Sunset, Arizona—one of a series of farming communities along the Little Colorado River in the late 1870s—was established by Lot Smith and his Mormon followers. Frequent floods forced the settlers to abandon Sunset in the early 1880s, and the community was eventually washed away. The cemetery, located on a small hill overlooking the river, survived and can be visited. Three of Lot Smith's children are among the cemetery population.

Four of the sites are listed on the National Register of Historic Places.

== Exhibits and activities ==
The visitor center displays pottery sherds, baskets, and other artifacts, as well as offering an introduction to the human history of the park area and the flora and fauna of the park. Books and authentic Hopi art works are available for sale.

Out of the seven Homolovi ruins, two are open to visitors. Homolovi II, the largest and most thoroughly excavated site, has a sidewalk and interpretive signs. It was occupied between 1330 and 1400, and has about 1200 rooms. Archaeologists believe that the inhabitants were trading cotton for pottery with the inhabitants of the Hopi Mesas. This ruin also features three large rectangular plazas and about forty kivas (underground ceremonial chambers). There are also several clusters of pit-houses, occupied before 1260, which appear as mere depressions in the earth. Petroglyphs may be seen along certain sections of a nearby trail (Tsu'vo).

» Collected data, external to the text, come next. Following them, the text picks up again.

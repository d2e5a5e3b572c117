//! CLI command implementations.

pub(crate) mod manifest;
pub(crate) mod nav;

use std::path::PathBuf;

use clap::Args;
use navgen_config::{CliSettings, Config};
use navgen_tree::LinkBase;

pub(crate) use manifest::ManifestArgs;
pub(crate) use nav::NavArgs;

use crate::error::CliError;
use crate::output::Output;

/// Arguments shared by all generating commands.
#[derive(Args)]
pub(crate) struct SourceArgs {
    /// Path to configuration file (default: auto-discover navgen.toml).
    #[arg(short, long)]
    config: Option<PathBuf>,

    /// Documentation source directory (overrides config).
    #[arg(short, long)]
    source_dir: Option<PathBuf>,

    /// Base for nested link paths: root or parent (overrides config).
    #[arg(long)]
    link_base: Option<LinkBase>,

    /// Write JSON to this file instead of stdout.
    #[arg(short, long)]
    output: Option<PathBuf>,

    /// Enable verbose output (config and scan summary logs).
    #[arg(short, long)]
    pub verbose: bool,
}

impl SourceArgs {
    /// Load config with CLI overrides applied.
    fn load_config(&self) -> Result<Config, CliError> {
        let cli_settings = CliSettings {
            source_dir: self.source_dir.clone(),
            link_base: self.link_base,
        };
        Ok(Config::load(self.config.as_deref(), Some(&cli_settings))?)
    }

    /// Write generated JSON to the output file or stdout.
    fn emit(&self, json: &str, output: &Output) -> Result<(), CliError> {
        match &self.output {
            Some(path) => {
                std::fs::write(path, format!("{json}\n")).map_err(|source| CliError::Write {
                    path: path.clone(),
                    source,
                })?;
                output.success(&format!("Wrote {}", path.display()));
            }
            None => output.content(json)?,
        }
        Ok(())
    }
}

#[cfg(test)]
mod tests {
    use std::fs;
    use std::path::Path;

    use clap::Parser;

    use super::{ManifestArgs, NavArgs};

    #[derive(Parser)]
    struct NavCli {
        #[command(flatten)]
        args: NavArgs,
    }

    #[derive(Parser)]
    struct ManifestCli {
        #[command(flatten)]
        args: ManifestArgs,
    }

    fn argv<'a>(args: &'a [&'a str]) -> impl Iterator<Item = &'a str> {
        std::iter::once("navgen").chain(args.iter().copied())
    }

    pub(crate) fn try_parse_nav(args: &[&str]) -> Result<NavArgs, clap::Error> {
        NavCli::try_parse_from(argv(args)).map(|cli| cli.args)
    }

    pub(crate) fn parse_nav(args: &[&str]) -> NavArgs {
        try_parse_nav(args).unwrap()
    }

    pub(crate) fn parse_manifest(args: &[&str]) -> ManifestArgs {
        ManifestCli::try_parse_from(argv(args)).unwrap().args
    }

    /// Create a docs tree plus a `navgen.toml` pointing at it.
    pub(crate) fn fixture() -> tempfile::TempDir {
        let temp_dir = tempfile::tempdir().unwrap();
        let docs = temp_dir.path().join("docs");
        for rel in ["index.md", "d.md", "a/index.md", "a/b/c.md", ".vuepress/config.md"] {
            let path = docs.join(rel);
            fs::create_dir_all(path.parent().unwrap()).unwrap();
            fs::write(path, "# Page").unwrap();
        }
        fs::write(
            temp_dir.path().join("navgen.toml"),
            "[site]\ntitle = \"Notes\"\n\n[[plugins]]\nname = \"search\"\n",
        )
        .unwrap();
        temp_dir
    }

    pub(crate) fn read_json(path: &Path) -> serde_json::Value {
        serde_json::from_str(&fs::read_to_string(path).unwrap()).unwrap()
    }
}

Hikers, mountain bikers, and horseback riders can use the 6 mi of unshaded dirt roads in the park along with the trails leading to archaeological sites.

== Wildlife ==
A bird checklist, available at the visitor center, lists over 100 species that can be found in the area. These include notable species such as hawks, golden eagles, killdeer, Gambel's quail, great blue herons, and red-shafted flickers. Many mammals can also be seen in the park, such as gray foxes, bobcats, badgers, prairie dogs, desert cottontails, jackrabbits, and porcupines. Reptiles found in the area include the Hopi rattlesnake, western king rattlesnake, horned lizards, common collared lizards, bull snakes, and desert spiny lizards.

== Location and visitor information ==
The entrance to the park is located on Arizona State Route 87, 1.3 mi north of Exit 257 off of Interstate 40.